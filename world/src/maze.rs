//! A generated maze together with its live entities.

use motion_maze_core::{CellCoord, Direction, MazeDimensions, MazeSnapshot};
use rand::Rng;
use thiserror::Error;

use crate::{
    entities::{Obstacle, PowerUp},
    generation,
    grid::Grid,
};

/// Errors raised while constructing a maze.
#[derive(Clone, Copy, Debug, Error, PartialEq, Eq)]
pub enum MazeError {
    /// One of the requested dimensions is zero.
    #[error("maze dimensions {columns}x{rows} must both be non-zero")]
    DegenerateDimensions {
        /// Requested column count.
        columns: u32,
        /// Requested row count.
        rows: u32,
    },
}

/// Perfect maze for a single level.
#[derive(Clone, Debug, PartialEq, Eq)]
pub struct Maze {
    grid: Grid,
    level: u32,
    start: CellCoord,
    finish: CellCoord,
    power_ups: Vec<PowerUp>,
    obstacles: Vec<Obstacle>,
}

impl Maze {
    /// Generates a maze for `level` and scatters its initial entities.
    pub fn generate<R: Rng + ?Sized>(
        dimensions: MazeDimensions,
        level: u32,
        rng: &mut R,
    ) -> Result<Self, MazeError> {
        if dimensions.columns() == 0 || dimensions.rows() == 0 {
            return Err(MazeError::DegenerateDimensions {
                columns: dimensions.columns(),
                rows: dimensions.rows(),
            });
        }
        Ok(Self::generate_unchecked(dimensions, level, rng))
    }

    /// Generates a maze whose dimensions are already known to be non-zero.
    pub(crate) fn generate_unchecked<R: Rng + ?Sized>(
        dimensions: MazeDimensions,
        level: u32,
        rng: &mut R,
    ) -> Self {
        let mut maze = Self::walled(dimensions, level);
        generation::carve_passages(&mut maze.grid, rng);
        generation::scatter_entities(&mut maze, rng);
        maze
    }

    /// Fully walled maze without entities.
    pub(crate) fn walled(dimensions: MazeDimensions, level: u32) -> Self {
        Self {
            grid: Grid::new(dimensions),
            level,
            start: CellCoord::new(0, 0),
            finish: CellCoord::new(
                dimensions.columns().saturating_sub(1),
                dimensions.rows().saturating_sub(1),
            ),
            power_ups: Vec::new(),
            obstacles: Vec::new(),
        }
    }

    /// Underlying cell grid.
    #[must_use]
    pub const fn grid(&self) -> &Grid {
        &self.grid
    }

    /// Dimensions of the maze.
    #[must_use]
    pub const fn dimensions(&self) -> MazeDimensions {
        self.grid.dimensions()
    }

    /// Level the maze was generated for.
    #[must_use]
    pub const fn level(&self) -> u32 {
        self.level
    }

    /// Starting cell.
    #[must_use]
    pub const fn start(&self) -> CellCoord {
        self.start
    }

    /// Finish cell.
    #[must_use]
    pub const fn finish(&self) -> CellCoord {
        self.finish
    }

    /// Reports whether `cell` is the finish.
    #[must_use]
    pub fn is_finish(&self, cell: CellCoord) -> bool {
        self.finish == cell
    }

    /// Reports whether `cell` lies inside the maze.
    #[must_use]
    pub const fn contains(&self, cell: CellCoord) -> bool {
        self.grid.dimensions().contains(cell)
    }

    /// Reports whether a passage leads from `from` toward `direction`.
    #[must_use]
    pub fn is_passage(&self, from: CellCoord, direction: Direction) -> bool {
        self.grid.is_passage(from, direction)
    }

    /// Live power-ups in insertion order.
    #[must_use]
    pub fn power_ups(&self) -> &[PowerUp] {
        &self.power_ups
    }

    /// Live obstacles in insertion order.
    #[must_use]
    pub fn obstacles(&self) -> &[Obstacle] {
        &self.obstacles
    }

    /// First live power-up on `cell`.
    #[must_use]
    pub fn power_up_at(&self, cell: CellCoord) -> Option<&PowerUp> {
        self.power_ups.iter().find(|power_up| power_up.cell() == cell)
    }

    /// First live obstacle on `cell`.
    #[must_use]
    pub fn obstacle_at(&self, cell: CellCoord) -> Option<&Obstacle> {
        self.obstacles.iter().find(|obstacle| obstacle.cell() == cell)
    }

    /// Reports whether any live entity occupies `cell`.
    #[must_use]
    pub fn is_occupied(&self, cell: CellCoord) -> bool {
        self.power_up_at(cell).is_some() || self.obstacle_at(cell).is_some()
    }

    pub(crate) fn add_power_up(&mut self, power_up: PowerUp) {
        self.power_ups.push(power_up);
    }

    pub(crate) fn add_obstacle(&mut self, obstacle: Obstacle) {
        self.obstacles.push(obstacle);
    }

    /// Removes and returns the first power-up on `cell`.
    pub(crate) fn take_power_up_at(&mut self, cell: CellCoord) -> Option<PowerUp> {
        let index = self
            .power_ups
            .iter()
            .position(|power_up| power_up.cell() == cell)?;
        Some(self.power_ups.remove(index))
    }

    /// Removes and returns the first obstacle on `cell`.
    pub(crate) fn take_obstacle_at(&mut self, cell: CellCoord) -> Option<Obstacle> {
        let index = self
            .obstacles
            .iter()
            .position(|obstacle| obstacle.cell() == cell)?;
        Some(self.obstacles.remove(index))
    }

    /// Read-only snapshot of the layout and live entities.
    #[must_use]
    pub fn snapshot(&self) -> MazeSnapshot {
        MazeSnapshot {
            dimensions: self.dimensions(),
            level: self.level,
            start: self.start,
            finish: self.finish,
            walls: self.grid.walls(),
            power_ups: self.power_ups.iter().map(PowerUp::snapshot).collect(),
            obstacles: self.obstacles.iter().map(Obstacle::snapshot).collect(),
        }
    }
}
□ □ □ □
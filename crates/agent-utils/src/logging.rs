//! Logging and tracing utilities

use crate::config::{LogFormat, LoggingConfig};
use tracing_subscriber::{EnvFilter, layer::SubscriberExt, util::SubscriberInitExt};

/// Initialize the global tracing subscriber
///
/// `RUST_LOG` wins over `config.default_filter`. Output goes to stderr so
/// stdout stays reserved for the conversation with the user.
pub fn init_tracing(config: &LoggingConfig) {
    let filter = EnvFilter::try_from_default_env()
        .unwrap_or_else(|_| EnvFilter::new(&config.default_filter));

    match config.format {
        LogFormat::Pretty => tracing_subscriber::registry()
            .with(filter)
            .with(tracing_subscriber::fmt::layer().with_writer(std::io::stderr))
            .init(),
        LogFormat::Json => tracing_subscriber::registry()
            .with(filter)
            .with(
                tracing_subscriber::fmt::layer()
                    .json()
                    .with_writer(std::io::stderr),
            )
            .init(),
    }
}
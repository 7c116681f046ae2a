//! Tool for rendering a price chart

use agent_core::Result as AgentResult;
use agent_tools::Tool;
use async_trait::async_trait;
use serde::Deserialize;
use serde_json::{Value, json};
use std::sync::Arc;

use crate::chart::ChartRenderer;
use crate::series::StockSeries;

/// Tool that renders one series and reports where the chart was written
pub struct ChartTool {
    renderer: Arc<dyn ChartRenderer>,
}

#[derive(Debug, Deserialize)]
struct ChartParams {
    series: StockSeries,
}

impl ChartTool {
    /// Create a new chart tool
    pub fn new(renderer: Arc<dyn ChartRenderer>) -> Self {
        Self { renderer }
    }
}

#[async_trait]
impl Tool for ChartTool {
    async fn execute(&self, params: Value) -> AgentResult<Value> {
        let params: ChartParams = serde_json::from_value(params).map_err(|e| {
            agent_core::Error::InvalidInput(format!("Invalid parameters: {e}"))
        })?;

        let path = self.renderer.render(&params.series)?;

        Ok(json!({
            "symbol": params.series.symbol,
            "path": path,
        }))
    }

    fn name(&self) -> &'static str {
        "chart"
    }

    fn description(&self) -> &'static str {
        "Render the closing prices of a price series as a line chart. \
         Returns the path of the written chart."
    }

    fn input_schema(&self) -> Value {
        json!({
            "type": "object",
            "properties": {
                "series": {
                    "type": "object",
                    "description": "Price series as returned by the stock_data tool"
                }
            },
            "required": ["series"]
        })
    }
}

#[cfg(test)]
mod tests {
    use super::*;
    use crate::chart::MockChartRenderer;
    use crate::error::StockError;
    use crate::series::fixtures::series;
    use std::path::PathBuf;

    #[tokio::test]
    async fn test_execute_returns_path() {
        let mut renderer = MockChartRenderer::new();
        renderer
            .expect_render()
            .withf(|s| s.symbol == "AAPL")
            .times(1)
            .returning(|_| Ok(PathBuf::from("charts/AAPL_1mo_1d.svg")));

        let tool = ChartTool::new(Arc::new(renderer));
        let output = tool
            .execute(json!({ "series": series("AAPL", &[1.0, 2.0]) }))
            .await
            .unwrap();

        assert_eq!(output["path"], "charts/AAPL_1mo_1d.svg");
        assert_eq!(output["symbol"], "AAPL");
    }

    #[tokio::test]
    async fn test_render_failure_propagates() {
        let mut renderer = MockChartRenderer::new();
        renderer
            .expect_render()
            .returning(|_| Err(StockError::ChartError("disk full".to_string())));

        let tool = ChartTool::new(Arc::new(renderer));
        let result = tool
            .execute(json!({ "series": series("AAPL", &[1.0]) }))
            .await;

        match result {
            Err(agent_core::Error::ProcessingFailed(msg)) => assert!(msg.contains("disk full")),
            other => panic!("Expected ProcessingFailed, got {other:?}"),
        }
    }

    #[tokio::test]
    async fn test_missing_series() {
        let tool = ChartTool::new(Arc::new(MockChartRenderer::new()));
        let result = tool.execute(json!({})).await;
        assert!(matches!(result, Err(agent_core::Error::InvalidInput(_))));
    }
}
□ □ □ □
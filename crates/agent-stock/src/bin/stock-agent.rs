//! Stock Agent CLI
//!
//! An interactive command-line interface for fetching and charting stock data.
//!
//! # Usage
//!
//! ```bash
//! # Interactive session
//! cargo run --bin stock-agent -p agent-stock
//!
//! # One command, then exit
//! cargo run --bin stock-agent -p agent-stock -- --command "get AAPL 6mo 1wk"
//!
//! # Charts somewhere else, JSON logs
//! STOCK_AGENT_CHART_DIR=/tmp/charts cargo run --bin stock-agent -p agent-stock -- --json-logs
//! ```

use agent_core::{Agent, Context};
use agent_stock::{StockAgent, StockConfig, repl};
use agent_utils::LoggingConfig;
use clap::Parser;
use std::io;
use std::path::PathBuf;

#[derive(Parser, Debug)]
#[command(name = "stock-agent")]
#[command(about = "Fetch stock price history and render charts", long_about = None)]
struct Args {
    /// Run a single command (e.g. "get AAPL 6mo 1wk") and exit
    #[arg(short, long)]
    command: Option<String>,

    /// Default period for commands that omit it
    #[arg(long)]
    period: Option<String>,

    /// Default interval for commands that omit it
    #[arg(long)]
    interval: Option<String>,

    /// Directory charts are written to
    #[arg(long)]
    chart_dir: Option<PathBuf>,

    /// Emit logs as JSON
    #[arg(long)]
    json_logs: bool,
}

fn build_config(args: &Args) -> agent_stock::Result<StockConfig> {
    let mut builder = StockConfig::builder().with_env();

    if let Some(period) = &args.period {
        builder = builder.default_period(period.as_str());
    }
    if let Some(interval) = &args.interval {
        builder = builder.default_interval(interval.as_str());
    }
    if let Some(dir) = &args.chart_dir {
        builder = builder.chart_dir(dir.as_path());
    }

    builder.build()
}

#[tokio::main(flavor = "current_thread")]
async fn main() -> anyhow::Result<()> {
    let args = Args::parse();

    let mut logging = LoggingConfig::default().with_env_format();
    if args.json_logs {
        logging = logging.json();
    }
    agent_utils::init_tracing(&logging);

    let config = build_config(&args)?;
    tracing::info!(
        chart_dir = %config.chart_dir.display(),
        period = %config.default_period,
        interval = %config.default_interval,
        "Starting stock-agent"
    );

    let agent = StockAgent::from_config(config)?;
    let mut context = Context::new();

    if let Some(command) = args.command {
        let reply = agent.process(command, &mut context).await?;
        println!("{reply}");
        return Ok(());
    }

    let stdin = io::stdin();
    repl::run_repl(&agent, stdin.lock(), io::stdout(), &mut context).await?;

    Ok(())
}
□ □ □ □
(HOW TO COMPLETE THIS TASK) Go through the records line by line, and copy each line that holds the string "Sized".

(ANSWER AREA)
    pub fn generate<R: Rng + ?Sized>(
    pub(crate) fn generate_unchecked<R: Rng + ?Sized>(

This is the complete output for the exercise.